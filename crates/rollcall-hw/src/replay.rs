//! Frame source backed by a directory of still images.
//!
//! Frames are served in file-name order, converted to grayscale. Useful for
//! running the engine without a camera.

use image::GrayImage;
use rollcall_core::FrameSource;
use std::collections::VecDeque;
use std::path::{Path, PathBuf};
use thiserror::Error;

#[derive(Error, Debug)]
pub enum ReplayError {
    #[error("cannot read frame directory {path}: {source}")]
    Directory {
        path: PathBuf,
        source: std::io::Error,
    },
    #[error("cannot decode frame {path}: {source}")]
    Decode {
        path: PathBuf,
        source: image::ImageError,
    },
}

pub struct ReplaySource {
    pending: VecDeque<PathBuf>,
    released: bool,
}

impl ReplaySource {
    pub fn from_dir(dir: &Path) -> Result<Self, ReplayError> {
        let io_err = |source| ReplayError::Directory {
            path: dir.to_path_buf(),
            source,
        };
        let mut paths = Vec::new();
        for entry in std::fs::read_dir(dir).map_err(io_err)? {
            let path = entry.map_err(io_err)?.path();
            let hidden = path
                .file_name()
                .map(|n| n.to_string_lossy().starts_with('.'))
                .unwrap_or(true);
            if path.is_file() && !hidden {
                paths.push(path);
            }
        }
        paths.sort();
        tracing::info!(dir = %dir.display(), frames = paths.len(), "replay source opened");
        Ok(Self::from_paths(paths))
    }

    pub fn from_paths(paths: Vec<PathBuf>) -> Self {
        Self {
            pending: paths.into(),
            released: false,
        }
    }

    pub fn remaining(&self) -> usize {
        self.pending.len()
    }
}

impl FrameSource for ReplaySource {
    type Error = ReplayError;

    fn next_frame(&mut self) -> Result<Option<GrayImage>, ReplayError> {
        if self.released {
            return Ok(None);
        }
        let Some(path) = self.pending.pop_front() else {
            return Ok(None);
        };
        let image = image::open(&path).map_err(|source| ReplayError::Decode {
            path: path.clone(),
            source,
        })?;
        tracing::debug!(frame = %path.display(), "replaying frame");
        Ok(Some(image.to_luma8()))
    }

    fn release(&mut self) {
        self.released = true;
        self.pending.clear();
    }
}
===============
▶ [What to work on]
What is needed is an exact transcription of every entry above.

▶ [Answer for this exercise]
filename crates/rollcall-hw/src/replay.rs
//! Frame source backed by a directory of still images.
//!
//! Frames are served in file-name order, converted to grayscale. Useful for
//! running the engine without a camera.

use image::GrayImage;
use rollcall_core::FrameSource;
use std::collections::VecDeque;
use std::path::{Path, PathBuf};
use thiserror::Error;

#[derive(Error, Debug)]
pub enum ReplayError {
    #[error("cannot read frame directory {path}: {source}")]
    Directory {
        path: PathBuf,
        source: std::io::Error,
    },
    #[error("cannot decode frame {path}: {source}")]
    Decode {
        path: PathBuf,
        source: image::ImageError,
    },
}

pub struct ReplaySource {
    pending: VecDeque<PathBuf>,
    released: bool,
}

impl ReplaySource {
    pub fn from_dir(dir: &Path) -> Result<Self, ReplayError> {
        let io_err = |source| ReplayError::Directory {
            path: dir.to_path_buf(),
            source,
        };
        let mut paths = Vec::new();
        for entry in std::fs::read_dir(dir).map_err(io_err)? {
            let path = entry.map_err(io_err)?.path();
            let hidden = path
                .file_name()
                .map(|n| n.to_string_lossy().starts_with('.'))
                .unwrap_or(true);
            if path.is_file() && !hidden {
                paths.push(path);
            }
        }
        paths.sort();
        tracing::info!(dir = %dir.display(), frames = paths.len(), "replay source opened");
        Ok(Self::from_paths(paths))
    }

    pub fn from_paths(paths: Vec<PathBuf>) -> Self {
        Self {
            pending: paths.into(),
            released: false,
        }
    }

    pub fn remaining(&self) -> usize {
        self.pending.len()
    }
}

impl FrameSource for ReplaySource {
    type Error = ReplayError;

    fn next_frame(&mut self) -> Result<Option<GrayImage>, ReplayError> {
        if self.released {
            return Ok(None);
        }
        let Some(path) = self.pending.pop_front() else {
            return Ok(None);
        };
        let image = image::open(&path).map_err(|source| ReplayError::Decode {
            path: path.clone(),
            source,
        })?;
        tracing::debug!(frame = %path.display(), "replaying frame");
        Ok(Some(image.to_luma8()))
    }

    fn release(&mut self) {
        self.released = true;
        self.pending.clear();
    }
}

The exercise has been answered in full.